Results. After 12 weeks, fasted blood glucose was 17.4mmol/L for the ZDF diabetic rats and 8.6mmol/L for the CTRL rats. No significant differences were detected in heart function as measured by echocardiography at 12 weeks. However, at 16 weeks we observed changes in the E/A ratio in the ZDF rat from 1.77 to 2.19 compared to 1.95 in the CTRL rats, indicating potential functional remodeling, in particular diastolic function, in the diabetic animals. We were able to measure force frequency, SR Ca2+ load and maximal force in response to cardiac stress in diabetic and non-diabetic animals, both with and without the CaMKII inhibitor KN-93 (see Figure). Inhibition of CaMKII resulted in improved maximum rate of contraction, as well as reduced relaxation time in the non-diabetic rat heart. Indicating improved contractility and relaxation after CaMKII inhibition. Western blot analysis showed an up regulation of total CaMKII, oxidized, O-GlcNAc CaMKII in the ZDF rat compared to the CTRL rats.

Figure 1

Maximum rate of contraction in trabeculae isolated from the right ventricle of non-diabetic animals. KHB: no CaMKII inhibition; KN-93: CaMKII inhibition.

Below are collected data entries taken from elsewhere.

//! Closed parameter sets accepted by the generator.

use serde::{Deserialize, Serialize};
use thiserror::Error;

/// A string did not name any member of a closed parameter set.
#[derive(Debug, Clone, PartialEq, Eq, Error)]
#[error("unknown {kind}: {value}")]
pub struct UnknownVariant {
    /// Which parameter set was being parsed (e.g. "font family").
    pub kind: &'static str,
    /// The rejected input.
    pub value: String,
}

impl UnknownVariant {
    fn new(kind: &'static str, value: &str) -> Self {
        Self {
            kind,
            value: value.to_string(),
        }
    }
}

/// Font families that ship with the service.
#[derive(Debug, Clone, Copy, Default, PartialEq, Eq, Hash, Serialize, Deserialize)]
#[serde(rename_all = "lowercase")]
pub enum FontFamily {
    Bigshoulders,
    Inter,
    Jetbrainsmono,
    Lato,
    Opensans,
    Poppins,
    Quicksand,
    Raleway,
    #[default]
    Readexpro,
    Redhattext,
    Roboto,
    Robotomono,
    Rubik,
    Sourcecodepro,
}

impl FontFamily {
    /// Returns the family as it appears in request parameters and font file names.
    pub fn as_str(&self) -> &'static str {
        match self {
            FontFamily::Bigshoulders => "bigshoulders",
            FontFamily::Inter => "inter",
            FontFamily::Jetbrainsmono => "jetbrainsmono",
            FontFamily::Lato => "lato",
            FontFamily::Opensans => "opensans",
            FontFamily::Poppins => "poppins",
            FontFamily::Quicksand => "quicksand",
            FontFamily::Raleway => "raleway",
            FontFamily::Readexpro => "readexpro",
            FontFamily::Redhattext => "redhattext",
            FontFamily::Roboto => "roboto",
            FontFamily::Robotomono => "robotomono",
            FontFamily::Rubik => "rubik",
            FontFamily::Sourcecodepro => "sourcecodepro",
        }
    }

    /// Returns all font families.
    pub fn all() -> &'static [FontFamily] {
        &[
            FontFamily::Bigshoulders,
            FontFamily::Inter,
            FontFamily::Jetbrainsmono,
            FontFamily::Lato,
            FontFamily::Opensans,
            FontFamily::Poppins,
            FontFamily::Quicksand,
            FontFamily::Raleway,
            FontFamily::Readexpro,
            FontFamily::Redhattext,
            FontFamily::Roboto,
            FontFamily::Robotomono,
            FontFamily::Rubik,
            FontFamily::Sourcecodepro,
        ]
    }
}

impl std::fmt::Display for FontFamily {
    fn fmt(&self, f: &mut std::fmt::Formatter<'_>) -> std::fmt::Result {
        write!(f, "{}", self.as_str())
    }
}

impl std::str::FromStr for FontFamily {
    type Err = UnknownVariant;

    fn from_str(s: &str) -> Result<Self, Self::Err> {
        FontFamily::all()
            .iter()
            .copied()
            .find(|family| family.as_str() == s)
            .ok_or_else(|| UnknownVariant::new("font family", s))
    }
}

/// Font weights available for every family.
#[derive(Debug, Clone, Copy, Default, PartialEq, Eq, Hash, Serialize, Deserialize)]
#[serde(rename_all = "lowercase")]
pub enum FontWeight {
    #[default]
    Bold,
    Medium,
    Light,
}

impl FontWeight {
    pub fn as_str(&self) -> &'static str {
        match self {
            FontWeight::Bold => "bold",
            FontWeight::Medium => "medium",
            FontWeight::Light => "light",
        }
    }

    pub fn all() -> &'static [FontWeight] {
        &[FontWeight::Bold, FontWeight::Medium, FontWeight::Light]
    }
}

impl std::fmt::Display for FontWeight {
    fn fmt(&self, f: &mut std::fmt::Formatter<'_>) -> std::fmt::Result {
        write!(f, "{}", self.as_str())
    }
}

impl std::str::FromStr for FontWeight {
    type Err = UnknownVariant;

    fn from_str(s: &str) -> Result<Self, Self::Err> {
        match s {
            "bold" => Ok(FontWeight::Bold),
            "medium" => Ok(FontWeight::Medium),
            "light" => Ok(FontWeight::Light),
            _ => Err(UnknownVariant::new("font weight", s)),
        }
    }
}

/// Output encodings. `Jpg` is an alias of `Jpeg`.
#[derive(Debug, Clone, Copy, Default, PartialEq, Eq, Hash, Serialize, Deserialize)]
#[serde(rename_all = "lowercase")]
pub enum ImageFormat {
    Jpeg,
    Jpg,
    #[default]
    Png,
    Webp,
}

impl ImageFormat {
    pub fn as_str(&self) -> &'static str {
        match self {
            ImageFormat::Jpeg => "jpeg",
            ImageFormat::Jpg => "jpg",
            ImageFormat::Png => "png",
            ImageFormat::Webp => "webp",
        }
    }

    pub fn all() -> &'static [ImageFormat] {
        &[
            ImageFormat::Jpeg,
            ImageFormat::Jpg,
            ImageFormat::Png,
            ImageFormat::Webp,
        ]
    }

    /// MIME type sent as `Content-Type` for this format.
    pub fn mime_type(&self) -> &'static str {
        match self {
            ImageFormat::Jpeg | ImageFormat::Jpg => "image/jpeg",
            ImageFormat::Png => "image/png",
            ImageFormat::Webp => "image/webp",
        }
    }

    /// Conventional file extension (without the dot).
    pub fn extension(&self) -> &'static str {
        self.as_str()
    }

    /// Whether this format is encoded as JPEG.
    pub fn is_jpeg(&self) -> bool {
        matches!(self, ImageFormat::Jpeg | ImageFormat::Jpg)
    }
}

impl std::fmt::Display for ImageFormat {
    fn fmt(&self, f: &mut std::fmt::Formatter<'_>) -> std::fmt::Result {
        write!(f, "{}", self.as_str())
    }
}

impl std::str::FromStr for ImageFormat {
    type Err = UnknownVariant;

    fn from_str(s: &str) -> Result<Self, Self::Err> {
        match s {
            "jpeg" => Ok(ImageFormat::Jpeg),
            "jpg" => Ok(ImageFormat::Jpg),
            "png" => Ok(ImageFormat::Png),
            "webp" => Ok(ImageFormat::Webp),
            _ => Err(UnknownVariant::new("image format", s)),
        }
    }
}

/// Procedural line/shape patterns drawn over the background.
#[derive(Debug, Clone, Copy, PartialEq, Eq, Hash, Serialize, Deserialize)]
#[serde(rename_all = "lowercase")]
pub enum PatternType {
    Grid,
    Dots,
    Waves,
    Triangles,
    Hexagons,
    Concentric,
    Circuitry,
    Maze,
    Steps,
    Geometry,
}

impl PatternType {
    pub fn as_str(&self) -> &'static str {
        match self {
            PatternType::Grid => "grid",
            PatternType::Dots => "dots",
            PatternType::Waves => "waves",
            PatternType::Triangles => "triangles",
            PatternType::Hexagons => "hexagons",
            PatternType::Concentric => "concentric",
            PatternType::Circuitry => "circuitry",
            PatternType::Maze => "maze",
            PatternType::Steps => "steps",
            PatternType::Geometry => "geometry",
        }
    }

    pub fn all() -> &'static [PatternType] {
        &[
            PatternType::Grid,
            PatternType::Dots,
            PatternType::Waves,
            PatternType::Triangles,
            PatternType::Hexagons,
            PatternType::Concentric,
            PatternType::Circuitry,
            PatternType::Maze,
            PatternType::Steps,
            PatternType::Geometry,
        ]
    }

    /// Patterns eligible for random selection when none is requested.
    ///
    /// `Geometry` is only drawn when asked for explicitly.
    pub fn random_candidates() -> &'static [PatternType] {
        &PatternType::all()[..9]
    }
}

impl std::fmt::Display for PatternType {
    fn fmt(&self, f: &mut std::fmt::Formatter<'_>) -> std::fmt::Result {
        write!(f, "{}", self.as_str())
    }
}

impl std::str::FromStr for PatternType {
    type Err = UnknownVariant;

    fn from_str(s: &str) -> Result<Self, Self::Err> {
        PatternType::all()
            .iter()
            .copied()
            .find(|pattern| pattern.as_str() == s)
            .ok_or_else(|| UnknownVariant::new("pattern type", s))
    }
}

/// Strength of the film-grain overlay.
#[derive(Debug, Clone, Copy, Default, PartialEq, Eq, Hash, Serialize, Deserialize)]
#[serde(rename_all = "lowercase")]
pub enum NoiseLevel {
    Low,
    #[default]
    Medium,
    High,
}

impl NoiseLevel {
    pub fn as_str(&self) -> &'static str {
        match self {
            NoiseLevel::Low => "low",
            NoiseLevel::Medium => "medium",
            NoiseLevel::High => "high",
        }
    }

    pub fn all() -> &'static [NoiseLevel] {
        &[NoiseLevel::Low, NoiseLevel::Medium, NoiseLevel::High]
    }
}

impl std::fmt::Display for NoiseLevel {
    fn fmt(&self, f: &mut std::fmt::Formatter<'_>) -> std::fmt::Result {
        write!(f, "{}", self.as_str())
    }
}

impl std::str::FromStr for NoiseLevel {
    type Err = UnknownVariant;

    fn from_str(s: &str) -> Result<Self, Self::Err> {
        match s {
            "low" => Ok(NoiseLevel::Low),
            "medium" => Ok(NoiseLevel::Medium),
            "high" => Ok(NoiseLevel::High),
            _ => Err(UnknownVariant::new("noise level", s)),
        }
    }
}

Conclusion. The results from this study show that the diabetic heart is predisposed to decreased cardiac function as diabetes develops, and that total, oxidized, and O-GlcNAc modified CaMKII are up regulated in the diabetic heart. The results from our functional studies suggest a potential therapeutic role for CaMKII inhibitors in improving cardiac muscle contractility in the diabetic heart.

Anderson ME, Brown JH & Bers DM (2011) Journal of Molecular Cell Cardiology 51, 468-473.

Kannel WB & McGee DL (1979) Circulation 59, 8-13.

Erickson JR, Pereira L, Wang L, Han G et al., (2013) Nature 502, 372-6.

Luo M, Guan X, Luczak ED, Lang D et al., (2013) Journal of Clinical Investigation 123, 1262-1274.